ALGERIE : ELECTION PRESIDENTIELLE DU 12 DECEMBRE ENTRE COLERE ET DECEPTION

ABDELMADJID TEBBOUNE ELU NOUVEAU PRESIDENT DE LA REPUBLIQUE ALGERIENNE

élection présidentielle algérienne

L’issue du scrutin à l’élection présidentielle du 12 décembre a donné Abdelmadjid Tebboune vainqueur avec 58% de voix  devant les 4 autres candidats. Le conseil constitutionnel ne devant officiellement confirmer ces résultats qu’entre le 16 et le 25 décembre, c’est l’ANIE (Autorité Nationale Indépendante des Elections ), par la voix de son Président Mohamed Charfi qui a annoncé ces premiers résultats sortis des urnes avec ce classement dans l’ordre des voix:

Abdemadjid Tebboune : 58.15%

Abdelkader Bengrina    : 17.38 %

Ali Benflis                             : 10.55 %

Azzedine Mihoubi           : 07.26  %

Abdelaziz Belaid              : 06.66  %

Et ce qu’il faut retenir de cette élection pas tout à fait comme les autres sur fond de boycott, entre colère et déception, c’est d’abord sa durée très courte et son taux de participation peu élevé : 41%  comme annoncé la 1ère fois dans la soirée du jeudi 12, puis taux revu à la baisse à 39.8 par l’ANIE. Laquelle a chiffré ces précisions en constatant que sur 24.474.161 électeurs inscrits sur les listes électorales et 914.308 inscrits à l’étranger, seuls 8.5 millions d’électeurs ont voté, 1.2 million de bulletins nuls enregistrés et 14.7 millions d’électeurs se sont abstenus. Malgré la forte abstention qui a marqué cette élection, il n’a été signalé par ailleurs aucune déposition de recours par aucun des 4 autres candidats en lice de ces présidentielles. Ni aucun incident grave ayant altérer le déroulement de ces élections.
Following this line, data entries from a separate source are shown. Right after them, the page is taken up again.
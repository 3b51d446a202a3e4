//! Google Gemini `generateContent` adapter.

use std::time::Duration;

use async_trait::async_trait;
use serde::{Deserialize, Serialize};
use tracing::debug;

use super::{
    DEFAULT_MAX_OUTPUT_TOKENS, DEFAULT_TIMEOUT, HttpReply, ProviderKind, RawResponse,
    VisionProvider, body_excerpt, classify_status, http_client, send,
};
use crate::{Credentials, ImagePayload, MediaKind, ProviderError, Result};

/// Default Generative Language API endpoint.
pub const DEFAULT_BASE_URL: &str = "https://generativelanguage.googleapis.com/v1beta";

const ACCEPTED: &[MediaKind] = &[MediaKind::Png, MediaKind::Jpeg, MediaKind::Webp, MediaKind::Pdf];

/// Adapter for the Gemini API.
#[derive(Debug, Clone)]
pub struct GeminiProvider {
    client: reqwest::Client,
    base_url: String,
    timeout: Duration,
    max_output_tokens: u32,
}

#[derive(Debug, Serialize)]
struct GenerateRequest {
    contents: Vec<Content>,
    #[serde(rename = "generationConfig")]
    generation_config: GenerationConfig,
}

#[derive(Debug, Serialize)]
struct Content {
    parts: Vec<Part>,
}

#[derive(Debug, Serialize)]
#[serde(untagged)]
enum Part {
    Text { text: String },
    InlineData { inline_data: InlineData },
}

#[derive(Debug, Serialize)]
struct InlineData {
    mime_type: String,
    data: String,
}

#[derive(Debug, Serialize)]
struct GenerationConfig {
    temperature: f32,
    #[serde(rename = "maxOutputTokens")]
    max_output_tokens: u32,
}

#[derive(Debug, Deserialize)]
struct GenerateResponse {
    #[serde(default)]
    candidates: Vec<Candidate>,
    #[serde(rename = "promptFeedback", default)]
    prompt_feedback: Option<PromptFeedback>,
}

#[derive(Debug, Deserialize)]
struct Candidate {
    #[serde(default)]
    content: Option<CandidateContent>,
    #[serde(rename = "finishReason", default)]
    finish_reason: Option<String>,
}

#[derive(Debug, Deserialize)]
struct CandidateContent {
    #[serde(default)]
    parts: Vec<ResponsePart>,
}

#[derive(Debug, Deserialize)]
struct ResponsePart {
    #[serde(default)]
    text: Option<String>,
}

#[derive(Debug, Deserialize)]
struct PromptFeedback {
    #[serde(rename = "blockReason", default)]
    block_reason: Option<String>,
}

#[derive(Debug, Deserialize)]
struct ErrorEnvelope {
    error: ApiError,
}

#[derive(Debug, Deserialize)]
struct ApiError {
    #[serde(default)]
    message: String,
    #[serde(default)]
    status: Option<String>,
    #[serde(default)]
    details: Vec<serde_json::Value>,
}

impl ApiError {
    fn has_reason(&self, reason: &str) -> bool {
        self.details
            .iter()
            .any(|d| d.get("reason").and_then(|r| r.as_str()) == Some(reason))
    }
}

impl GeminiProvider {
    /// Create an adapter pointing at the public Gemini endpoint.
    pub fn new() -> Self {
        Self {
            client: http_client(),
            base_url: DEFAULT_BASE_URL.to_string(),
            timeout: DEFAULT_TIMEOUT,
            max_output_tokens: DEFAULT_MAX_OUTPUT_TOKENS,
        }
    }

    pub fn with_base_url(mut self, base_url: impl Into<String>) -> Self {
        self.base_url = base_url.into().trim_end_matches('/').to_string();
        self
    }

    pub fn with_timeout(mut self, timeout: Duration) -> Self {
        self.timeout = timeout;
        self
    }

    pub fn with_max_output_tokens(mut self, max_output_tokens: u32) -> Self {
        self.max_output_tokens = max_output_tokens;
        self
    }

    fn endpoint(&self, model: &str) -> String {
        let model = model.trim_start_matches("models/");
        format!("{}/models/{}:generateContent", self.base_url, model)
    }
}

impl Default for GeminiProvider {
    fn default() -> Self {
        Self::new()
    }
}

#[async_trait]
impl VisionProvider for GeminiProvider {
    fn kind(&self) -> ProviderKind {
        ProviderKind::Gemini
    }

    fn accepted_media(&self) -> &'static [MediaKind] {
        ACCEPTED
    }

    async fn submit(
        &self,
        image: &ImagePayload,
        prompt: &str,
        model: &str,
        credentials: &Credentials,
    ) -> Result<RawResponse> {
        let image = image
            .normalized_for(self.accepted_media())
            .map_err(|e| ProviderError::InvalidRequest {
                provider: ProviderKind::Gemini,
                message: format!("cannot convert {} payload: {}", image.kind(), e),
            })?;

        let body = build_request(&image, prompt, self.max_output_tokens);

        debug!(
            model,
            media = %image.kind(),
            bytes = image.bytes().len(),
            "Submitting to Gemini"
        );

        // Key goes in a header so it never shows up in logged URLs.
        let request = self
            .client
            .post(self.endpoint(model))
            .header("x-goog-api-key", credentials.expose())
            .json(&body);

        let reply = send(ProviderKind::Gemini, request, self.timeout).await?;
        decode_reply(model, &reply, self.timeout)
    }
}

fn build_request(image: &ImagePayload, prompt: &str, max_output_tokens: u32) -> GenerateRequest {
    GenerateRequest {
        contents: vec![Content {
            parts: vec![
                Part::Text {
                    text: prompt.to_string(),
                },
                Part::InlineData {
                    inline_data: InlineData {
                        mime_type: image.kind().mime_type().to_string(),
                        data: image.to_base64(),
                    },
                },
            ],
        }],
        generation_config: GenerationConfig {
            temperature: 0.0,
            max_output_tokens,
        },
    }
}

fn decode_reply(model: &str, reply: &HttpReply, timeout: Duration) -> Result<RawResponse> {
    let provider = ProviderKind::Gemini;

    if !(200..300).contains(&reply.status) {
        return Err(classify_error(model, reply, timeout));
    }

    if reply.body.trim().is_empty() {
        return Err(ProviderError::EmptyResponse {
            provider,
            reason: None,
        });
    }

    let response: GenerateResponse =
        serde_json::from_str(&reply.body).map_err(|e| ProviderError::Decode {
            provider,
            message: e.to_string(),
        })?;

    let block_reason = response.prompt_feedback.and_then(|f| f.block_reason);

    let Some(candidate) = response.candidates.into_iter().next() else {
        return Err(ProviderError::EmptyResponse {
            provider,
            reason: block_reason.or_else(|| Some("no candidates".to_string())),
        });
    };

    let text: String = candidate
        .content
        .map(|c| c.parts.into_iter().filter_map(|p| p.text).collect())
        .unwrap_or_default();

    if text.trim().is_empty() {
        return Err(ProviderError::EmptyResponse {
            provider,
            reason: candidate.finish_reason.or(block_reason),
        });
    }

    Ok(RawResponse {
        text,
        finish_reason: candidate.finish_reason,
    })
}

fn classify_error(model: &str, reply: &HttpReply, timeout: Duration) -> ProviderError {
    let provider = ProviderKind::Gemini;

    let Ok(envelope) = serde_json::from_str::<ErrorEnvelope>(&reply.body) else {
        return classify_status(provider, model, reply, body_excerpt(&reply.body), timeout);
    };
    let error = envelope.error;

    // Gemini answers 400 INVALID_ARGUMENT for a bad key.
    if error.has_reason("API_KEY_INVALID") || error.message.contains("API key not valid") {
        return ProviderError::Auth {
            provider,
            message: error.message,
        };
    }

    match error.status.as_deref() {
        Some("RESOURCE_EXHAUSTED") => ProviderError::RateLimited {
            provider,
            retry_after: reply.retry_after,
            message: error.message,
        },
        Some("UNAUTHENTICATED") | Some("PERMISSION_DENIED") => ProviderError::Auth {
            provider,
            message: error.message,
        },
        Some("NOT_FOUND") => ProviderError::UnknownModel {
            provider,
            model: model.to_string(),
            message: error.message,
        },
        _ => classify_status(provider, model, reply, error.message, timeout),
    }
}

#[cfg(test)]
mod tests {
    use super::*;
    use pretty_assertions::assert_eq;

    fn reply(status: u16, body: &str) -> HttpReply {
        HttpReply {
            status,
            retry_after: None,
            body: body.to_string(),
        }
    }

    #[test]
    fn test_request_shape() {
        let image = ImagePayload::new(vec![1, 2, 3], MediaKind::Png, "r.png");
        let json = serde_json::to_value(build_request(&image, "extract", 256)).unwrap();

        assert_eq!(json["contents"][0]["parts"][0]["text"], "extract");
        assert_eq!(json["contents"][0]["parts"][1]["inline_data"]["mime_type"], "image/png");
        assert_eq!(json["contents"][0]["parts"][1]["inline_data"]["data"], "AQID");
        assert_eq!(json["generationConfig"]["maxOutputTokens"], 256);
    }

    #[test]
    fn test_endpoint_strips_models_prefix() {
        let provider = GeminiProvider::new().with_base_url("http://localhost:9000/");
        assert_eq!(
            provider.endpoint("models/gemini-1.5-pro"),
            "http://localhost:9000/models/gemini-1.5-pro:generateContent"
        );
    }

    #[test]
    fn test_decode_joins_parts() {
        let body = r#"{"candidates":[{"content":{"parts":[{"text":"{\"a\":"},{"text":"1}"}]},"finishReason":"STOP"}]}"#;
        let raw = decode_reply("gemini-1.5-pro", &reply(200, body), DEFAULT_TIMEOUT).unwrap();
        assert_eq!(raw.text, "{\"a\":1}");
        assert_eq!(raw.finish_reason.as_deref(), Some("STOP"));
    }

    #[test]
    fn test_decode_blocked_prompt() {
        let body = r#"{"promptFeedback":{"blockReason":"SAFETY"}}"#;
        let err = decode_reply("gemini-1.5-pro", &reply(200, body), DEFAULT_TIMEOUT).unwrap_err();
        assert_eq!(
            err,
            ProviderError::EmptyResponse {
                provider: ProviderKind::Gemini,
                reason: Some("SAFETY".to_string()),
            }
        );
    }

    #[test]
    fn test_bad_key_is_auth() {
        let body = r#"{"error":{"code":400,"message":"API key not valid. Please pass a valid API key.","status":"INVALID_ARGUMENT","details":[{"@type":"type.googleapis.com/google.rpc.ErrorInfo","reason":"API_KEY_INVALID"}]}}"#;
        assert!(decode_reply("m", &reply(400, body), DEFAULT_TIMEOUT).unwrap_err().is_auth());
    }

    #[test]
    fn test_error_statuses() {
        let exhausted = r#"{"error":{"code":429,"message":"Quota exceeded","status":"RESOURCE_EXHAUSTED"}}"#;
        assert!(decode_reply("m", &reply(429, exhausted), DEFAULT_TIMEOUT)
            .unwrap_err()
            .is_transient());

        let missing = r#"{"error":{"code":404,"message":"models/nope is not found","status":"NOT_FOUND"}}"#;
        assert!(matches!(
            decode_reply("nope", &reply(404, missing), DEFAULT_TIMEOUT).unwrap_err(),
            ProviderError::UnknownModel { .. }
        ));

        let overloaded = r#"{"error":{"code":503,"message":"The model is overloaded","status":"UNAVAILABLE"}}"#;
        assert!(decode_reply("m", &reply(503, overloaded), DEFAULT_TIMEOUT)
            .unwrap_err()
            .is_transient());
    }
}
Et au terme des résultats sortis des urnes, le donnant vainqueur de ces élections, Abdelmadjid Tebboune a tenu dans une 1ère allocution  » à remercier  les algériens pour la confiance placée en lui et les a appelés à bâtir ensemble une Algérie nouvelle ». Il devra cependant bien faire face à la mobilisation dans la rue qui continue avec le Hirak à qui il veut tendre la main en premier malgré sa défiance qui a fait du rejet de cette élection présidentielle un préalable depuis sa 1ère bataille. Un message dans lequel il souligne vouloir s’engager à un dialogue pour restaurer avant tout la confiance et en premier lieu amender la constitution.

Pas si sûr que ces premières bonnes intentions  aient des chances d’aboutir au vu de la mobilisation plus massive qui a secoué l’après élection par des manifestants toujours engagés dans leurs revendications comme le renouvellement  de la classe politique  dont ils en attendaient beaucoup. Par ailleurs, L’opposition dans son ensemble dénonçant le taux de participation surévalué et artificiellement gonflé a déjà exprimé son mécontentement dans plusieurs médias.